EXERCISE AIM – All records are to be retyped faithfully and completely.

[Stored data]
⟨

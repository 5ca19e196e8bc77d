//! Instruction template wrapped around a question before generation.

use faqgate_core::{AppError, AppResult};
use handlebars::Handlebars;
use std::collections::HashMap;

/// Template used when the configuration does not provide one.
pub const DEFAULT_PROMPT_TEMPLATE: &str = "You are a helpful assistant for a product admin system. Provide a clear, actionable answer:\n\n{{question}}";

const TEMPLATE_NAME: &str = "answer";

/// A compiled Handlebars template with a `question` variable.
#[derive(Debug, Clone)]
pub struct PromptTemplate {
    registry: Handlebars<'static>,
}

impl PromptTemplate {
    /// Compile a template; syntax errors are reported here, not at render time.
    pub fn new(template: &str) -> AppResult<Self> {
        let mut registry = Handlebars::new();

        // Plain text prompt, no HTML escaping
        registry.register_escape_fn(handlebars::no_escape);

        registry
            .register_template_string(TEMPLATE_NAME, template)
            .map_err(|e| AppError::Prompt(format!("Failed to register template: {}", e)))?;

        Ok(Self { registry })
    }

    /// Render the template for a question.
    pub fn render(&self, question: &str) -> AppResult<String> {
        let mut variables = HashMap::new();
        variables.insert("question", question);

        self.registry
            .render(TEMPLATE_NAME, &variables)
            .map_err(|e| AppError::Prompt(format!("Failed to render template: {}", e)))
    }
}

#[cfg(test)]
mod tests {
    use super::*;

    #[test]
    fn test_default_template() {
        let template = PromptTemplate::new(DEFAULT_PROMPT_TEMPLATE).unwrap();
        let prompt = template.render("How do I export data?").unwrap();

        assert_eq!(
            prompt,
            "You are a helpful assistant for a product admin system. Provide a clear, actionable answer:\n\nHow do I export data?"
        );
    }

    #[test]
    fn test_question_is_not_escaped_or_expanded() {
        let template = PromptTemplate::new("Q: {{question}}").unwrap();
        let prompt = template.render("Why does <b>&</b> show {{literally}}?").unwrap();

        assert_eq!(prompt, "Q: Why does <b>&</b> show {{literally}}?");
    }

    #[test]
    fn test_invalid_template_rejected() {
        let result = PromptTemplate::new("{{#if question}}unterminated");
        assert!(matches!(result, Err(AppError::Prompt(_))));
    }
}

⟩

TASK RESPONSE –
repository 5ca19e196e8bc77d
//! Instruction template wrapped around a question before generation.

use faqgate_core::{AppError, AppResult};
use handlebars::Handlebars;
use std::collections::HashMap;

/// Template used when the configuration does not provide one.
pub const DEFAULT_PROMPT_TEMPLATE: &str = "You are a helpful assistant for a product admin system. Provide a clear, actionable answer:\n\n{{question}}";

const TEMPLATE_NAME: &str = "answer";

/// A compiled Handlebars template with a `question` variable.
#[derive(Debug, Clone)]
pub struct PromptTemplate {
    registry: Handlebars<'static>,
}

impl PromptTemplate {
    /// Compile a template; syntax errors are reported here, not at render time.
    pub fn new(template: &str) -> AppResult<Self> {
        let mut registry = Handlebars::new();

        // Plain text prompt, no HTML escaping
        registry.register_escape_fn(handlebars::no_escape);

        registry
            .register_template_string(TEMPLATE_NAME, template)
            .map_err(|e| AppError::Prompt(format!("Failed to register template: {}", e)))?;

        Ok(Self { registry })
    }

    /// Render the template for a question.
    pub fn render(&self, question: &str) -> AppResult<String> {
        let mut variables = HashMap::new();
        variables.insert("question", question);

        self.registry
            .render(TEMPLATE_NAME, &variables)
            .map_err(|e| AppError::Prompt(format!("Failed to render template: {}", e)))
    }
}

#[cfg(test)]
mod tests {
    use super::*;

    #[test]
    fn test_default_template() {
        let template = PromptTemplate::new(DEFAULT_PROMPT_TEMPLATE).unwrap();
        let prompt = template.render("How do I export data?").unwrap();

        assert_eq!(
            prompt,
            "You are a helpful assistant for a product admin system. Provide a clear, actionable answer:\n\nHow do I export data?"
        );
    }

    #[test]
    fn test_question_is_not_escaped_or_expanded() {
        let template = PromptTemplate::new("Q: {{question}}").unwrap();
        let prompt = template.render("Why does <b>&</b> show {{literally}}?").unwrap();

        assert_eq!(prompt, "Q: Why does <b>&</b> show {{literally}}?");
    }

    #[test]
    fn test_invalid_template_rejected() {
        let result = PromptTemplate::new("{{#if question}}unterminated");
        assert!(matches!(result, Err(AppError::Prompt(_))));
    }
}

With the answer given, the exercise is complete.